Only Manuel Ugarte, the £42.2m signing from Paris Saint-Germain, is looking close to being a United player, yet even he does not look a step up from Scott McTominay, who left for Napoli and is ripping it up.

The spending means Amorim’s ability to do anything in the next transfer window will be restricted unless he can shift players, but who is going to buy anyone from Old Trafford right now?

All this time behind the scenes, the ship is far from happy, with staff unceremoniously thrown overboard in a penny-pinching purge.

It has even led to chefs pulling their hair out to try to cover matchday hospitality on reduced budgets and staffing levels.

Long-standing employees feel like they have been cast aside like rubbish.

The most alarming story came when a staff member with 25 years at the club behind him was told he was being given a commemorative watch for his service.

He was then told to pick it up at main reception, where a security guard handed it to him in a polythene bag.

That’s a picture to show the grandkids in the future.

An award-winning journalist is currently tasked with shadowing Sir Jim and his new regime for a book on how they turned United around.

It may end up being a work of fiction.

Ruben Amorim is ‘Mourinho 2.0’ who turned Sporting from ‘walking dead’ into Portuguese champs… he can revive Man Utd

WHEN Ruben Amorim took charge of Sporting Lisbon in March 2020, one club official compared their situation to the “walking dead”, writes Jordan Davies.

Optimism and hope was at an all-time low.

But the Amorim-effect was almost instantaneous, guiding the Portuguese sleeping giants to their first league title for 19 years in 2020/21, losing just once and only conceding 20 goals.
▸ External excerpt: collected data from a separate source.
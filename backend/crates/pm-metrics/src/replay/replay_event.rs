use pm_core::{AuditAction, AuditEvent, EntityKind, ItemStateBlob, IterationPayload, MovePayload};

use chrono::{DateTime, NaiveDate, Utc};
use log::warn;
use uuid::Uuid;

/// What undoing an event does to the working state
#[derive(Debug, Clone, Copy, PartialEq, Eq)]
pub enum ReplayChange {
    Moved {
        from_column_id: Uuid,
    },
    Created,
    Deleted {
        before: Option<ItemStateBlob>,
    },
    AddedToIteration {
        iteration_id: Uuid,
    },
    RemovedFromIteration {
        iteration_id: Uuid,
        before: Option<ItemStateBlob>,
    },
    /// Kinds replay does not track, and events whose payload did not parse
    Ignored,
}

/// An audit event with its JSON payloads already decoded
#[derive(Debug, Clone, Copy, PartialEq, Eq)]
pub struct ReplayEvent {
    pub item_id: Uuid,
    pub occurred_at: DateTime<Utc>,
    pub sequence: i64,
    pub change: ReplayChange,
}

impl ReplayEvent {
    pub fn new(
        item_id: Uuid,
        occurred_at: DateTime<Utc>,
        sequence: i64,
        change: ReplayChange,
    ) -> Self {
        Self {
            item_id,
            occurred_at,
            sequence,
            change,
        }
    }

    /// Decode an audit event. Returns `None` for events about anything other
    /// than work items.
    pub fn from_audit(event: &AuditEvent) -> Option<Self> {
        if event.entity_kind != EntityKind::WorkItem {
            return None;
        }

        let change = match event.action {
            AuditAction::Moved => match MovePayload::parse(&event.metadata) {
                Some(payload) => ReplayChange::Moved {
                    from_column_id: payload.from_column_id,
                },
                None => {
                    warn!(
                        "Ignoring moved event {} for item {}: unreadable metadata",
                        event.id, event.entity_id
                    );
                    ReplayChange::Ignored
                }
            },
            AuditAction::Created => ReplayChange::Created,
            AuditAction::Deleted => ReplayChange::Deleted {
                before: parse_blob(event, event.state_before.as_deref()),
            },
            AuditAction::AddedToIteration => match IterationPayload::parse(&event.metadata) {
                Some(payload) => ReplayChange::AddedToIteration {
                    iteration_id: payload.iteration_id,
                },
                None => {
                    warn!(
                        "Ignoring added_to_iteration event {}: unreadable metadata",
                        event.id
                    );
                    ReplayChange::Ignored
                }
            },
            AuditAction::RemovedFromIteration => match IterationPayload::parse(&event.metadata) {
                Some(payload) => ReplayChange::RemovedFromIteration {
                    iteration_id: payload.iteration_id,
                    before: parse_blob(event, event.state_before.as_deref()),
                },
                None => {
                    warn!(
                        "Ignoring removed_from_iteration event {}: unreadable metadata",
                        event.id
                    );
                    ReplayChange::Ignored
                }
            },
            AuditAction::Updated | AuditAction::Create | AuditAction::Update | AuditAction::Delete => {
                ReplayChange::Ignored
            }
        };

        Some(Self::new(
            event.entity_id,
            event.occurred_at,
            event.sequence,
            change,
        ))
    }

    /// Decode every work item event of a batch, preserving order
    pub fn from_audit_events(events: &[AuditEvent]) -> Vec<Self> {
        events.iter().filter_map(Self::from_audit).collect()
    }

    /// UTC calendar day the event happened on
    pub fn day(&self) -> NaiveDate {
        self.occurred_at.date_naive()
    }
}

fn parse_blob(event: &AuditEvent, state: Option<&str>) -> Option<ItemStateBlob> {
    let raw = state?;
    let blob = ItemStateBlob::parse(raw);
    if blob.is_none() {
        warn!(
            "Event {} for item {} carries an unreadable state blob",
            event.id, event.entity_id
        );
    }
    blob
}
Since then, Sporting have lifted another league title in 2023/24 – as well as two League Cups – and currently sit top with nine wins from nine this term.

He may be young, but Amorim already has an eye for rebuilding and revitalising fallen super powers with his infectious charisma and intense tactical philosophy that hardly ever wavers. 

The “walking dead” at Manchester United must be praying for a similar sort of revival.

And they may just get it from one of the most talented young coaches on the continent – a man accustomed to breathing new life back into crumbling institutions such as Old Trafford.

Amorim has spent the last decade dreaming of one day gracing England’s Premier League, such was his admiration for an ex-United boss in Jose Mourinho growing up.

Often nicknamed ‘Mourinho 2.0’, Amorim spent a week with his coaching idol in an internship capacity at United’s Carrington training base in 2018, going on to cite him as his “reference point”.

United should not be expecting a mini-Mourinho, as Amorim said himself: “Mourinho is one of a kind. There won’t be another Mourinho. Mourinho is unique.”

And yet, you cannot help but compare the two.

For all the mismanagement in the Old Trafford hot seats over the years, this would be a real get – finally a slap in the face United’s Prem rivals have no answer for.